**Task to complete:** Report every line of the records beneath this task that holds the string "into".

(Dataset entries)

= = = =

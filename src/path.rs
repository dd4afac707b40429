//! Route pattern simplification.
//!
//! Turns a registered regular expression such as `^users/(?P<pk>[^/.]+)/$`
//! into a readable path `/users/<pk>/`.

use std::sync::OnceLock;

use regex::Regex;

/// Placeholder for capture groups without a name.
const UNNAMED_GROUP: &str = "<var>";

fn named_group_start() -> &'static Regex {
    static RE: OnceLock<Regex> = OnceLock::new();
    RE.get_or_init(|| Regex::new(r"\(\?P<(\w+)>").expect("valid named group regex"))
}

/// Simplify a route regex into a path with `<name>` placeholders.
pub fn simplify_pattern(pattern: &str) -> String {
    let named = replace_named_groups(pattern);
    let unnamed = replace_unnamed_groups(&named);

    let mut path: String = unnamed
        .chars()
        .filter(|c| !matches!(c, '^' | '$' | '?' | '\\'))
        .collect();
    while path.contains("//") {
        path = path.replace("//", "/");
    }
    if !path.starts_with('/') {
        path.insert(0, '/');
    }
    path
}

/// Full path of a route, composed under its parent include when present.
pub fn compose_path(pattern: &str, parent: Option<&str>) -> String {
    match parent {
        Some(parent) => format!(
            "/{}{}",
            simplify_pattern(parent).trim_matches('/'),
            simplify_pattern(pattern)
        ),
        None => simplify_pattern(pattern),
    }
}

fn replace_named_groups(pattern: &str) -> String {
    let mut result = String::with_capacity(pattern.len());
    let mut rest = pattern;

    while let Some(caps) = named_group_start().captures(rest) {
        let Some(whole) = caps.get(0) else {
            break;
        };
        result.push_str(&rest[..whole.start()]);
        result.push('<');
        result.push_str(&caps[1]);
        result.push('>');

        let body = &rest[whole.end()..];
        let end = group_end(body).unwrap_or(body.len());
        rest = &body[end..];
    }
    result.push_str(rest);
    result
}

fn replace_unnamed_groups(pattern: &str) -> String {
    let mut result = String::with_capacity(pattern.len());
    let mut rest = pattern;

    while let Some(start) = find_unescaped_open(rest) {
        result.push_str(&rest[..start]);
        let body = &rest[start + 1..];
        match group_end(body) {
            Some(end) => {
                result.push_str(UNNAMED_GROUP);
                rest = &body[end..];
            }
            None => {
                // unbalanced: keep the remainder verbatim
                result.push_str(&rest[start..]);
                rest = "";
            }
        }
    }
    result.push_str(rest);
    result
}

/// Byte offset just past the `)` closing a group whose `(` was already consumed.
fn group_end(body: &str) -> Option<usize> {
    let mut depth = 1usize;
    let mut escaped = false;
    for (idx, c) in body.char_indices() {
        if escaped {
            escaped = false;
            continue;
        }
        match c {
            '\\' => escaped = true,
            '(' => depth += 1,
            ')' => {
                depth -= 1;
                if depth == 0 {
                    return Some(idx + 1);
                }
            }
            _ => {}
        }
    }
    None
}

fn find_unescaped_open(pattern: &str) -> Option<usize> {
    let mut escaped = false;
    for (idx, c) in pattern.char_indices() {
        if escaped {
            escaped = false;
            continue;
        }
        match c {
            '\\' => escaped = true,
            '(' => return Some(idx),
            _ => {}
        }
    }
    None
}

= = = =

**Answer below:**
//! into a readable path `/users/<pk>/`.
/// Simplify a route regex into a path with `<name>` placeholders.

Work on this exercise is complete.